8 January 2016

First Love, Best Love: The Toronado that won an esteemed collector’s heart

Many automobiles are prized for their stylish shapes. Others are highly valued for the innovations they introduced. Coveted as well are those that carved out a unique place in automotive history. But most treasured perhaps are the cars that take us back to a special time and place.

For Ken Lingenfelter, who owns approximately 250 automobiles, including some of the world’s most sought after exotics, that most treasured car is a 1966 Oldsmobile Toronado. The special time is the mid 1960s and the place is the Fisher body plant in Euclid Ohio, where his dad once tested prototypes and gauged the quality of new Fisher creations.

The love affair began when Ken’s dad was deeply involved in the development of the stylish Toronado, a car that broke new ground for both General Motors and the industry. “After dinner, dad would take me to the plant,” said Ken in a telephone interview. I was already a car geek but seeing that car put me over the top – burned memories into my brain.”

It was the first front-wheel-drive American car produced since Cord breathed its last in 1937 and was undoubtedly a bold move for the usually conservative Detroit automaker.

“The car was a marvel of its time with fastback styling, flip-up headlights, front wheel drive and big motor,” said Ken. Every time I see one, it still catches my eye.

Ken, whose collection includes approximately 250 vehicles, is fond of many automobiles, but for years his first love, the sleek Toronado, eluded him. Determined to find an excellent example of the car his dad had helped create, he scoured trade publications and classified ads from across the country. Finally, he saw a classified listing for a ’66 Toronado in Old Cars Weekly; the ad described the car he had been searching for. After phone and mail negotiations, he took delivery of it sight unseen. The gamble proved worthwhile: the metallic blue ’66 Toronado is a one-owner car that looks brand new and shows only 40,000 miles on the odometer.

GM’s Toronado began life as a styling exercise by designer David North. His 1962 creation was meant to be a compact car, but expediency and GM’s existing E-body platform dictated otherwise. Meanwhile GM Engineers, under the direction of John Beltz had been developing a front-wheel-drive system called the Unitized Power Package.

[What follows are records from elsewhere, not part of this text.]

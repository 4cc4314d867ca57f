// SPDX-License-Identifier: PMPL-1.0-or-later
// Copyright (c) 2026 Jonathan D.A. Jewell (hyperpolymath) <jonathan.jewell@open.ac.uk>
//
// Scanwerk application layer: the scan service (single and manual duplex
// scans to disk), persisted configuration, and the `scanwerk` command line.

pub mod cli;
pub mod services;
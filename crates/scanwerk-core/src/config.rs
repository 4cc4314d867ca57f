// SPDX-License-Identifier: PMPL-1.0-or-later
// Copyright (c) 2026 Jonathan D.A. Jewell (hyperpolymath) <jonathan.jewell@open.ac.uk>
//
// Application configuration.

use std::collections::BTreeMap;
use std::path::PathBuf;

use chrono::NaiveDateTime;
use serde::{Deserialize, Serialize};

use crate::error::{Result, ScanwerkError};
use crate::types::{ColorMode, InputSource, ScanSettings, SourceOverride};

/// Default output file name pattern.
pub const DEFAULT_FILENAME_PATTERN: &str = "{class}_{date}_{time}.pdf";

/// `{class}` value when no document class is chosen.
pub const DEFAULT_CLASS: &str = "scan";

/// Extension every output file carries.
pub const OUTPUT_EXTENSION: &str = "pdf";

/// Persistent application settings.
#[derive(Debug, Clone, PartialEq, Eq, Serialize, Deserialize)]
#[serde(default)]
pub struct AppConfig {
    /// Scanner host, IP address, or base URL. `None` until the user sets one.
    pub host: Option<String>,
    /// Resolution applied to both axes.
    pub resolution_dpi: u32,
    pub color_mode: ColorMode,
    /// Media size name sent to the scanner (e.g. "A4", "Letter").
    pub page_size: String,
    /// Ask the feeder for two-sided capture when the device supports it.
    pub duplex: bool,
    /// Paper source preference.
    pub source: SourceOverride,
    /// Scanner UUID used to verify we are talking to the right device.
    pub expected_uuid: Option<String>,
    /// Output file name when none is given. Tokens: `{class}`, `{date}`,
    /// `{time}`, `{topic}` and `{ext}`.
    pub filename_pattern: String,
    /// Document classes ("Invoices", "Letters", ...) and the folder each
    /// one is filed into.
    pub classes: BTreeMap<String, PathBuf>,
    /// Adjust settings to the scanner's advertised capabilities.
    pub fit_to_device: bool,
}

impl Default for AppConfig {
    fn default() -> Self {
        Self {
            host: None,
            resolution_dpi: 300,
            color_mode: ColorMode::Color,
            page_size: "A4".into(),
            duplex: false,
            source: SourceOverride::Auto,
            expected_uuid: None,
            filename_pattern: DEFAULT_FILENAME_PATTERN.into(),
            classes: BTreeMap::new(),
            fit_to_device: true,
        }
    }
}

impl AppConfig {
    /// Build validated scan settings for an already resolved paper source.
    pub fn scan_settings(&self, source: InputSource) -> Result<ScanSettings> {
        ScanSettings::new(
            self.resolution_dpi,
            self.color_mode,
            self.page_size.clone(),
            source,
            self.duplex,
        )
    }

    /// Expand the file name pattern for a scan taken at `when`.
    ///
    /// Spaces in class and topic become underscores.  When the topic is empty
    /// the separator left in front of it is dropped, and the name always ends
    /// in `.pdf`.
    pub fn output_file_name(&self, when: NaiveDateTime, class: &str, topic: &str) -> String {
        let pattern = match self.filename_pattern.trim() {
            "" => DEFAULT_FILENAME_PATTERN,
            pattern => pattern,
        };
        let class = match class.trim() {
            "" => DEFAULT_CLASS.to_string(),
            class => class.replace(' ', "_"),
        };
        let topic = topic.trim().replace(' ', "_");

        let mut name = pattern
            .replace("{class}", &class)
            .replace("{date}", &when.format("%Y-%m-%d").to_string())
            .replace("{time}", &when.format("%H-%M-%S").to_string())
            .replace("{topic}", &topic)
            .replace("{ext}", OUTPUT_EXTENSION);

        if topic.is_empty() && pattern.contains("{topic}") {
            let (stem, suffix) = split_extension(&name);
            let stem = stem.trim_end_matches(['_', '-']);
            name = if suffix.is_empty() {
                format!("{stem}.{OUTPUT_EXTENSION}")
            } else {
                format!("{stem}{suffix}")
            };
        }

        if !name
            .to_ascii_lowercase()
            .ends_with(&format!(".{OUTPUT_EXTENSION}"))
        {
            name = format!("{name}.{OUTPUT_EXTENSION}");
        }
        name
    }

    /// Where a scan taken at `when` is saved when no path is given.
    ///
    /// With a class the file goes into that class's folder; without one it
    /// goes into the current directory.
    pub fn output_path(&self, when: NaiveDateTime, class: Option<&str>, topic: &str) -> Result<PathBuf> {
        match class {
            Some(class) => {
                let dir = self.classes.get(class).ok_or_else(|| {
                    ScanwerkError::InvalidSettings(format!("unknown document class '{class}'"))
                })?;
                Ok(dir.join(self.output_file_name(when, class, topic)))
            }
            None => Ok(PathBuf::from(self.output_file_name(when, DEFAULT_CLASS, topic))),
        }
    }
}

/// Split `name` into stem and extension (with its dot). Leading dots of the
/// file name are not an extension.
fn split_extension(name: &str) -> (&str, &str) {
    let file_start = name.rfind('/').map_or(0, |i| i + 1);
    match name[file_start..].rfind('.') {
        Some(dot) if dot > 0 => name.split_at(file_start + dot),
        _ => (name, ""),
    }
}
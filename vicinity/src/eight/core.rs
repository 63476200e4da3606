use super::{neighbour8, CodeError};
use crate::consts::dir::MASKS;
use crate::consts::gray::BLACK;
use crate::{GraySlice, GraySliceMut, Idx2d, OwnedGraySlice};

cfg_if::cfg_if! {
    if #[cfg(feature = "rayon")] {
        use ndarray::Axis;
        use rayon::iter::{IndexedParallelIterator, IntoParallelIterator, ParallelIterator};
    }
}

/// 邻域方向编码算法实现块.
impl<'a> GraySlice<'a> {
    /// 计算 `pos` 处像素的 8-邻域方向编码.
    ///
    /// 编码的第 `i` 位被置位, 当且仅当第 `i` 个邻居存在 (未越界)
    /// 且其像素值非零. 像素自身的值不参与编码.
    pub fn direction_code_at(&self, pos: Idx2d) -> u8 {
        let mut code = BLACK;
        for (neigh, mask) in neighbour8(pos).into_iter().zip(MASKS) {
            if matches!(self.get(neigh), Some(&pix) if pix != BLACK) {
                code |= mask;
            }
        }
        code
    }

    /// 对每个像素计算 8-邻域方向编码, 写入等大的 `dst`.
    ///
    /// 成功时 `dst` 的所有像素都被覆写; 形状不符时不写入任何数据,
    /// 返回 [`CodeError::ShapeMismatch`]. `src` 不会被修改, 因此
    /// 用同一输入重复调用产生完全相同的结果.
    ///
    /// 高或宽为 0 时无事可做, 直接成功.
    pub fn direction_codes_into(&self, dst: &mut GraySliceMut) -> Result<(), CodeError> {
        if self.shape() != dst.shape() {
            return Err(CodeError::ShapeMismatch(self.shape(), dst.shape()));
        }
        for pos in self.pos_iter() {
            dst[pos] = self.direction_code_at(pos);
        }
        Ok(())
    }

    /// 分配新缓冲区, 对每个像素计算 8-邻域方向编码并返回.
    ///
    /// ```
    /// use ndarray::Array2;
    /// use vicinity::prelude::*;
    ///
    /// let img = OwnedGraySlice::from(Array2::<u8>::zeros((3, 3)));
    /// let codes = img.as_immut().direction_codes();
    /// assert!(codes.as_immut().iter().all(|&c| c == BLACK));
    /// ```
    pub fn direction_codes(&self) -> OwnedGraySlice {
        let mut out = OwnedGraySlice::zeros(self.shape());
        self.direction_codes_into(&mut out.as_mutable())
            .expect("新缓冲区形状与原图一致");
        out
    }
}

/// 并发操作部分
#[cfg(feature = "rayon")]
impl<'a> GraySlice<'a> {
    /// 借助 `rayon`, 按行并行地计算 8-邻域方向编码并写入等大的 `dst`.
    ///
    /// 每个输出像素只依赖 `src`, 各行的写入目标互不相交, 因此无需
    /// 任何同步. 语义与 [`Self::direction_codes_into`] 完全一致.
    pub fn par_direction_codes_into(&self, dst: &mut GraySliceMut) -> Result<(), CodeError> {
        if self.shape() != dst.shape() {
            return Err(CodeError::ShapeMismatch(self.shape(), dst.shape()));
        }
        dst.array_view_mut()
            .axis_iter_mut(Axis(0))
            .into_par_iter()
            .enumerate()
            .for_each(|(h, mut row)| {
                for w in 0..row.len() {
                    row[w] = self.direction_code_at((h, w));
                }
            });
        Ok(())
    }
}

#[cfg(test)]
mod tests {
    use crate::consts::dir;
    use crate::consts::gray::{BLACK, WHITE};
    use crate::eight::{neighbour8, CodeError};
    use crate::OwnedGraySlice;
    use ndarray::{arr2, Array2};

    /// 从行优先数据构建拥有所有权的切片.
    fn owned(sh: (usize, usize), data: Vec<u8>) -> OwnedGraySlice {
        OwnedGraySlice::from(Array2::from_shape_vec(sh, data).unwrap())
    }

    #[test]
    fn test_all_zero() {
        let img = OwnedGraySlice::zeros((3, 3));
        let codes = img.as_immut().direction_codes();
        assert!(codes.as_immut().iter().all(|&c| c == BLACK));
    }

    #[test]
    fn test_single_center_pixel() {
        // 只有中心 (1, 1) 非零: 每个像素恰好看到中心这一个邻居,
        // 所置位恰为各自指向中心的方向.
        let mut img = OwnedGraySlice::zeros((3, 3));
        img.as_mutable()[(1, 1)] = 1;

        let codes = img.as_immut().direction_codes();
        let expected = arr2(&[
            [dir::SOUTHEAST, dir::SOUTH, dir::SOUTHWEST],
            [dir::EAST, BLACK, dir::WEST],
            [dir::NORTHEAST, dir::NORTH, dir::NORTHWEST],
        ]);
        assert_eq!(codes.as_immut().array_view(), expected);
    }

    #[test]
    fn test_1x1_no_neighbours() {
        // 自身的值不参与编码.
        let img = owned((1, 1), vec![WHITE]);
        assert_eq!(img.as_immut().direction_code_at((0, 0)), BLACK);
        assert_eq!(img.as_immut().direction_codes().into_raw(), arr2(&[[BLACK]]));
    }

    #[test]
    fn test_top_left_border_bits_zero() {
        // 左上角像素的西北/北/东北/西/西南位永远为零.
        let img = OwnedGraySlice::from(Array2::from_elem((4, 4), WHITE));
        let code = img.as_immut().direction_code_at((0, 0));
        let oob = dir::NORTHWEST | dir::NORTH | dir::NORTHEAST | dir::WEST | dir::SOUTHWEST;
        assert_eq!(code & oob, 0);
        assert_eq!(code, dir::EAST | dir::SOUTH | dir::SOUTHEAST);
    }

    #[test]
    fn test_full_bright_bit_counts() {
        // 全亮图中, 内部像素 8 位全置, 角像素 3 位, 非角边缘像素 5 位.
        let img = OwnedGraySlice::from(Array2::from_elem((5, 5), WHITE));
        let view = img.as_immut();
        let codes = view.direction_codes();
        let codes = codes.as_immut();

        assert_eq!(codes[(2, 2)], dir::ALL);
        for pos in view.pos_iter() {
            let expected = if !view.is_at_border(pos) {
                8
            } else if matches!(pos, (0, 0) | (0, 4) | (4, 0) | (4, 4)) {
                3
            } else {
                5
            };
            assert_eq!(codes[pos].count_ones(), expected, "pos = {pos:?}");
        }
    }

    #[test]
    fn test_bit_correspondence() {
        // 棋盘格加一条亮行: 对所有像素和所有方向逐位验证
        // "置位 <=> 邻居未越界且非零".
        let img = OwnedGraySlice::from(Array2::from_shape_fn((6, 7), |(h, w)| {
            if h == 3 {
                WHITE
            } else {
                ((h + w) % 2) as u8
            }
        }));
        let view = img.as_immut();
        let codes = view.direction_codes();
        let codes = codes.as_immut();

        for pos in view.pos_iter() {
            for (neigh, mask) in neighbour8(pos).into_iter().zip(dir::MASKS) {
                let lit = view.check(neigh) && view[neigh] != BLACK;
                assert_eq!(
                    dir::contains(codes[pos], mask),
                    lit,
                    "pos = {pos:?}, neigh = {neigh:?}"
                );
            }
        }
    }

    #[test]
    fn test_repeatable_and_src_untouched() {
        let img = owned((4, 3), (0u8..12).map(|v| v % 3).collect());
        let before = img.as_immut().to_owned();

        let first = img.as_immut().direction_codes();
        let second = img.as_immut().direction_codes();
        assert_eq!(first.into_raw(), second.into_raw());
        assert_eq!(img.into_raw(), before.into_raw());
    }

    #[test]
    fn test_degenerate_shapes() {
        for sh in [(0, 0), (0, 5), (7, 0)] {
            let img = OwnedGraySlice::zeros(sh);
            let codes = img.as_immut().direction_codes();
            assert_eq!(codes.as_immut().shape(), sh);
            assert_eq!(codes.as_immut().size(), 0);
        }
    }

    #[test]
    fn test_shape_mismatch_refused() {
        let img = OwnedGraySlice::zeros((3, 3));
        let mut dst = OwnedGraySlice::zeros((3, 4));
        let err = img.as_immut().direction_codes_into(&mut dst.as_mutable());
        assert_eq!(err, Err(CodeError::ShapeMismatch((3, 3), (3, 4))));
    }

    #[test]
    fn test_encode_from_mutable_view() {
        let mut img = OwnedGraySlice::zeros((2, 2));
        let mut view = img.as_mutable();
        view.iter_mut().for_each(|pix| *pix = WHITE);

        // 2x2 全亮: 每个像素都是角, 恰有 3 个非零邻居.
        let codes = view.shallow_copy().direction_codes();
        assert!(codes.as_immut().iter().all(|&c| c.count_ones() == 3));
    }

    #[cfg(feature = "rayon")]
    #[test]
    fn test_par_matches_sequential() {
        let img =
            OwnedGraySlice::from(Array2::from_shape_fn((16, 9), |(h, w)| ((h * w) % 5) as u8));
        let seq = img.as_immut().direction_codes();

        let mut par = OwnedGraySlice::zeros((16, 9));
        img.as_immut()
            .par_direction_codes_into(&mut par.as_mutable())
            .unwrap();
        assert_eq!(seq.into_raw(), par.into_raw());
    }

    #[cfg(feature = "rayon")]
    #[test]
    fn test_par_shape_mismatch_refused() {
        let img = OwnedGraySlice::zeros((2, 2));
        let mut dst = OwnedGraySlice::zeros((4, 4));
        let err = img.as_immut().par_direction_codes_into(&mut dst.as_mutable());
        assert_eq!(err, Err(CodeError::ShapeMismatch((2, 2), (4, 4))));
    }
}
//! 涵盖了本 crate 一系列常用的功能.

pub use crate::{GraySlice, GraySliceMut, Idx2d, OwnedGraySlice};

pub use crate::consts::dir;
pub use crate::consts::gray::{BLACK, WHITE};

pub use crate::eight::CodeError;

pub use crate::ffi::{DIRECTIONS_NULL_BUFFER, DIRECTIONS_OK, DIRECTIONS_SIZE_OVERFLOW};
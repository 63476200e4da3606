//! 邻域方向编码算法操作.
//!
//! 对单通道图像的每个像素, 将其 Moore 8-邻域中非零邻居的存在性
//! 打包为一个字节. 位序与下图一致:
//!
//! ```text
//! 0 1 2
//! 3   4
//! 5 6 7
//! ```
//!
//! 越界邻居一律按零值处理, 即永远不会置位. 角和边不做特殊处理,
//! 四个边界条件各自独立生效.

mod core;
mod error;

pub use error::CodeError;

use crate::Idx2d;

/// 8 个邻居偏移 (dh, dw), 顺序与 [`crate::consts::dir::MASKS`] 一致.
const NEIGHBOUR_DELTAS: [(isize, isize); 8] = [
    (-1, -1),
    (-1, 0),
    (-1, 1),
    (0, -1),
    (0, 1),
    (1, -1),
    (1, 0),
    (1, 1),
];

/// 获得 `(h, w)` 的 8-邻居索引, 顺序与方向位序一致. 不检查越界.
///
/// 下溢的索引会回绕成一个极大值, 从而被之后的越界检查排除.
#[inline]
pub fn neighbour8((h, w): Idx2d) -> [Idx2d; 8] {
    NEIGHBOUR_DELTAS.map(|(dh, dw)| (h.wrapping_add_signed(dh), w.wrapping_add_signed(dw)))
}
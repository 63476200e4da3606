//! 单通道二维图像的基础数据结构.

pub mod slice;

pub use slice::{GraySlice, GraySliceMut, OwnedGraySlice};
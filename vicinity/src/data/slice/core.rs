use crate::Idx2d;
use ndarray::iter::{Iter, IterMut};
use ndarray::{Array2, ArrayView2, ArrayViewMut2, Ix2};
use std::ops::{Index, IndexMut};

/// 不可变、借用的二维单通道灰度切片.
pub struct GraySlice<'a> {
    /// 底层数据的轻量级视图, 借用于调用者的缓冲区.
    ///
    /// 这里有意把代码写死为 `ArrayView` 降低灵活性, 但使结构的意图更加明确.
    data: ArrayView2<'a, u8>,
}

impl Index<Idx2d> for GraySlice<'_> {
    type Output = u8;

    #[inline]
    fn index(&self, index: Idx2d) -> &Self::Output {
        &self.data[index]
    }
}

/// 可变、借用的二维单通道灰度切片.
pub struct GraySliceMut<'a> {
    /// 底层数据的轻量级视图, 借用于调用者的缓冲区.
    ///
    /// 这里有意把代码写死为 `ArrayViewMut` 降低灵活性, 但使结构的意图更加明确.
    data: ArrayViewMut2<'a, u8>,
}

/// 可变方法集合.
impl<'a> GraySliceMut<'a> {
    /// 获得 **底层** 数据的一份可变 shallow copy.
    #[inline]
    pub fn array_view_mut(&mut self) -> ArrayViewMut2<u8> {
        self.data.view_mut()
    }

    /// 获取可以迭代并修改图像像素的迭代器.
    #[inline]
    pub fn iter_mut(&mut self) -> IterMut<'_, u8, Ix2> {
        self.data.iter_mut()
    }
}

impl Index<Idx2d> for GraySliceMut<'_> {
    type Output = u8;

    #[inline]
    fn index(&self, index: Idx2d) -> &Self::Output {
        &self.data[index]
    }
}

impl IndexMut<Idx2d> for GraySliceMut<'_> {
    #[inline]
    fn index_mut(&mut self, index: Idx2d) -> &mut Self::Output {
        &mut self.data[index]
    }
}

/// gray 不可变方法集合.
macro_rules! impl_gray_slice_immut {
    ($life: lifetime, $slice: ty, $array: ty) => {
        /// 不可变方法集合.
        impl<$life> $slice {
            /// 直接初始化.
            #[inline]
            pub(crate) fn new(data: $array) -> Self {
                Self { data }
            }

            /// 获得 **底层** 数据的一份不可变 shallow copy.
            #[inline]
            pub fn array_view(&self) -> ArrayView2<u8> {
                self.data.view()
            }

            /// 获取可以迭代图像像素的迭代器.
            #[inline]
            pub fn iter(&self) -> Iter<'_, u8, Ix2> {
                self.data.iter()
            }

            /// 获取给定位置 (高, 宽) 的像素值. 越界时返回 `None`.
            #[inline]
            pub fn get(&self, pos: Idx2d) -> Option<&u8> {
                self.data.get(pos)
            }

            /// 图像的分辨率 (高, 宽).
            #[inline]
            pub fn shape(&self) -> Idx2d {
                self.data.dim()
            }

            /// 图像的像素个数.
            #[inline]
            pub fn size(&self) -> usize {
                let (h, w) = self.shape();
                h * w
            }

            /// 判断一个索引是否合法 (未越界).
            #[inline]
            pub fn check(&self, pos: Idx2d) -> bool {
                self.get(pos).is_some()
            }

            /// 获得图像的高.
            #[inline]
            pub fn height(&self) -> usize {
                self.shape().0
            }

            /// 获得图像的宽.
            #[inline]
            pub fn width(&self) -> usize {
                self.shape().1
            }

            /// 判断一个索引是否位于图像的边缘.
            #[inline]
            pub fn is_at_border(&self, (h, w): Idx2d) -> bool {
                h == 0
                    || h.saturating_add(1) == self.height()
                    || w == 0
                    || w.saturating_add(1) == self.width()
            }

            /// 以行优先规则, 获取能迭代图像所有索引的迭代器.
            #[inline]
            pub fn pos_iter(&self) -> impl Iterator<Item = Idx2d> {
                super::iter::PosIter::new(self.shape())
            }

            /// 将图像转化为行优先的序列化存储.
            pub fn as_row_major_vec(&self) -> Vec<u8> {
                self.iter().copied().collect()
            }

            /// 获得一份不可变的 **本体** shallow copy.
            #[inline]
            pub fn shallow_copy(&self) -> GraySlice {
                GraySlice {
                    data: self.array_view(),
                }
            }

            /// 克隆自己, 获得一个拥有所有权的切片对象.
            pub fn to_owned(&self) -> OwnedGraySlice {
                OwnedGraySlice {
                    data: self.data.to_owned(),
                }
            }
        }
    };
}
impl_gray_slice_immut!('a, GraySlice<'a>, ArrayView2<'a, u8>);
impl_gray_slice_immut!('a, GraySliceMut<'a>, ArrayViewMut2<'a, u8>);

#[cfg(feature = "serde")]
use serde::{Deserialize, Serialize};

/// 拥有所有权的二维单通道灰度切片.
///
/// `OwnedGraySlice` 仅提供到 `GraySlice` 和 `GraySliceMut`
/// 的轻量转换和底层数据移动, 不提供任何其它方法.
#[cfg_attr(feature = "serde", derive(Serialize, Deserialize))]
#[derive(Clone, Debug)]
pub struct OwnedGraySlice {
    data: Array2<u8>,
}

impl OwnedGraySlice {
    /// 构建给定形状 (高, 宽) 的全零切片.
    #[inline]
    pub fn zeros(sh: Idx2d) -> Self {
        Self {
            data: Array2::zeros(sh),
        }
    }

    /// 获得不可变切片引用.
    #[inline]
    pub fn as_immut(&self) -> GraySlice<'_> {
        GraySlice::new(self.data.view())
    }

    /// 获得可变切片引用.
    #[inline]
    pub fn as_mutable(&mut self) -> GraySliceMut<'_> {
        GraySliceMut::new(self.data.view_mut())
    }

    /// 直接获得底层数据.
    #[inline]
    pub fn into_raw(self) -> Array2<u8> {
        self.data
    }
}

impl From<Array2<u8>> for OwnedGraySlice {
    fn from(data: Array2<u8>) -> Self {
        Self { data }
    }
}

The North design and the UPP were a good match, and GM slated the Toronado for production.

That 1966 model was powered by a 385-horsepower version of Oldsmobile’s 425 cubic-inch Super Rocket V8, mated to a chain-driven version of GM’s THM 400 three-speed automatic. The automaker claimed a zero to 60 mph time of 7.5 seconds and a top speed of 135 mph for the 5,000-pound car.

“The interior was groundbreaking for GM,” said Ken. “The steering wheel and speedometer were non-conventional. Not having the transmission tunnel hump was a big deal. As a kid I’d sit in the middle of the front bench seat.”

The Toronado’s novelty and good looks caught the attention of both press and public. Motor Trend named it Car of the Year, and in their review, they wrote, “The mere sight of the Toronado had an electric effect upon some motorists we’d overtake or meet. The typical driver would let us pass and pull away a short distance, while he digested what he’d seen. Then suddenly he’d accelerate, overtake, and seesaw back and forth by us several times while he checked the nameplate and thoroughly looked us over.”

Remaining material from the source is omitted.